A Europa pede ajuda ao Brasil

As reuniões entre Brasil e União Europeia sempre têm sido inúteis. Esta que se realizou em Brasília não foi só inútil, foi engraçada (resisto bravamente à tentação de dizer "ridícula"). Sabem qual é a novidade? No fundo, a comunidade europeia veio pedir que o Brasil importe mais para ajudá-la a sair da crise. Sim, é isso mesmo. O Brasil deve importar mais e exportar menos para ajudar os 27 países da União Europeia, que estão às voltas com uma nova crise, mesmo sem terem saído do clima de recessão. Não é justo? Afinal, eles estão crescendo apenas 0,2% e nós 7%. É nossa obrigação ajudá-los.

Alberto Tamer, O Estado de S.Paulo

18 de julho de 2010 | 00h00

O presidente da Comissão Europeia, José Manuel Durão Barroso, em artigo publicado no Estado na quinta-feira, invocou a "responsabilidade" do Brasil na nova conjuntura mundial. Temos de importar mais não só da Europa, mas dos EUA também. Não deixa de ser engraçado. Logo nós, com o peso do déficit das contas externas e um real supervalorizado diante do euro e do dólar. Acho que eles andam conversando muito com o pessoal do Itamaraty, que apregoa o nosso gigantismo em assuntos internacionais.

É essa a nova tese que ele e seu colega, o presidente do Conselho Europeu, Herman van Rompuy, defenderem em Brasília. Para eles, a prioridade é conseguir estabilizar as contas. O crescimento, virá depois. Enquanto isso, Brasil, China e Índia deveriam ajudá-los. Vocês não acham que é o delírio? Ah! Eles também se queixam da alta dos preços das commodities, que exportamos. Querem fiscalizá-los.

Acordos? Que acordos? E os acordos comerciais, prometidos há mais de dez anos e que deveriam ter sido o tema principal da reunião? O Brasil tem pressa, reclamou Lula. "A pressa é a melhor maneira de fracassar. Estamos negociando", respondeu Van Rompuy. Como não ter pressa? Sabe ele por acaso que as primeiras negociações de cooperação com a União Europeia começaram há 15 anos? Sim, quando foi assinado um acordo quadripartite no contexto do Mercosul. Este colunista estava lá. Viu. Foi iniciativa do embaixador Jorio Dauster. A coluna registrou. As ditas "negociações comerciais"começaram há dez anos, no ano 2000! Os europeus se desinteressaram logo porque a genialidade da diplomacia brasileira acabou com a Área de Livre Comércio das Américas (Alca), lançada por Bush em 1990 e liquidada por este governo. Sem a ameaça da Alca, do imenso mercado dos países da América do Norte, por que se preocupar com o Brasil?

Os confrontos ideológicos do Brasil com os EUA só estimularam os europeus a nos esquecer. Lembraram de nós, agora, porque precisam do nosso mercado, crescendo a 10% ao ano.

Agora não vai. Mais curiosa é a declaração de Durão Barroso que, em julho de 2007, decidiu "o estabelecimento de uma parceria estratégica com o Brasil". Essa parceria foi declarada solenemente em Lisboa, com a presença de Lula. Na oportunidade, a coluna afirmou que eram só palavras, promessas que a UE não cumpriria, como não cumpriu.
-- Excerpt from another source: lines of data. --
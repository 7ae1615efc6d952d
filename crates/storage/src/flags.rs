//! Existence flags: which artifacts of a subject are persisted in blob storage.
//!
//! Flags are only set after the blob write succeeded. A reset clears them
//! without touching the blobs, so a reader may briefly see stale bytes in
//! the store after a clear.

use async_trait::async_trait;
use redis::AsyncCommands;
use std::collections::HashMap;
use std::sync::Arc;
use tokio::sync::RwLock;
use tracing::instrument;

use route_common::{Artifact, ExistenceFlags, RouteError, RouteResult};

use crate::cache::RedisCache;

#[async_trait]
pub trait FlagStore: Send + Sync {
    /// Current flags of `subject`; unknown subjects have every flag false.
    async fn get(&self, subject: &str) -> RouteResult<ExistenceFlags>;

    async fn set(&self, subject: &str, artifact: Artifact, present: bool) -> RouteResult<()>;

    /// Set every flag of `subject` to false.
    async fn reset(&self, subject: &str) -> RouteResult<()>;
}

/// Process-local flag store.
#[derive(Clone, Default)]
pub struct MemoryFlagStore {
    flags: Arc<RwLock<HashMap<String, ExistenceFlags>>>,
}

impl MemoryFlagStore {
    pub fn new() -> Self {
        Self::default()
    }
}

#[async_trait]
impl FlagStore for MemoryFlagStore {
    async fn get(&self, subject: &str) -> RouteResult<ExistenceFlags> {
        let flags = self.flags.read().await;
        Ok(flags.get(subject).copied().unwrap_or_default())
    }

    async fn set(&self, subject: &str, artifact: Artifact, present: bool) -> RouteResult<()> {
        let mut flags = self.flags.write().await;
        flags
            .entry(subject.to_string())
            .or_default()
            .set(artifact, present);
        Ok(())
    }

    async fn reset(&self, subject: &str) -> RouteResult<()> {
        let mut flags = self.flags.write().await;
        flags.remove(subject);
        Ok(())
    }
}

/// Flags kept in one Redis hash per subject, one field per artifact.
#[derive(Clone)]
pub struct RedisFlagStore {
    cache: RedisCache,
}

impl RedisFlagStore {
    pub fn new(cache: RedisCache) -> Self {
        Self { cache }
    }

    fn hash_key(subject: &str) -> String {
        format!("routeflags:{}", subject)
    }
}

#[async_trait]
impl FlagStore for RedisFlagStore {
    async fn get(&self, subject: &str) -> RouteResult<ExistenceFlags> {
        let mut conn = self.cache.connection();
        let fields: HashMap<String, u8> = conn
            .hgetall(Self::hash_key(subject))
            .await
            .map_err(|e| RouteError::CacheFailure(format!("Flag read failed: {}", e)))?;

        let mut flags = ExistenceFlags::default();
        for artifact in Artifact::ALL {
            let present = fields.get(artifact.discriminator()).copied().unwrap_or(0) == 1;
            flags.set(artifact, present);
        }
        Ok(flags)
    }

    #[instrument(skip(self))]
    async fn set(&self, subject: &str, artifact: Artifact, present: bool) -> RouteResult<()> {
        let mut conn = self.cache.connection();
        conn.hset::<_, _, _, ()>(
            Self::hash_key(subject),
            artifact.discriminator(),
            u8::from(present),
        )
        .await
        .map_err(|e| RouteError::CacheFailure(format!("Flag write failed: {}", e)))
    }

    #[instrument(skip(self))]
    async fn reset(&self, subject: &str) -> RouteResult<()> {
        let mut conn = self.cache.connection();
        conn.del::<_, ()>(Self::hash_key(subject))
            .await
            .map_err(|e| RouteError::CacheFailure(format!("Flag reset failed: {}", e)))
    }
}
Acordos, sim, com outros. Uma prova desse desinteresse é que nos três últimos anos em que passamos a ter uma "parceria estratégica", a Europa avança rapidamente em acordos bilaterais... na Ásia. Há oito meses, a Comissão Europeia e a Coreia do Sul assinaram um entendimento de liberalização praticamente total (99%) das tarifas mútuas de importação nos próximos cinco anos. Bruxelas estima que os ganhos para os dois países será de 36 bilhões. É o segundo maior acordo da história, depois do Nafta (EUA-Canadá-Mexico), em 1975, de US$ 1 trilhão. A União Europeia está tão entusiasmada. Pretende fazer acordos com a Índia e mais dez países que fazem parte da Associação das Nações do Sudeste Asiático. Com eles, tem pressa...

E o Brasil? Ora, eles não têm pressa. Somos o parceiro cordial, que se queixa muito mas aceita tudo.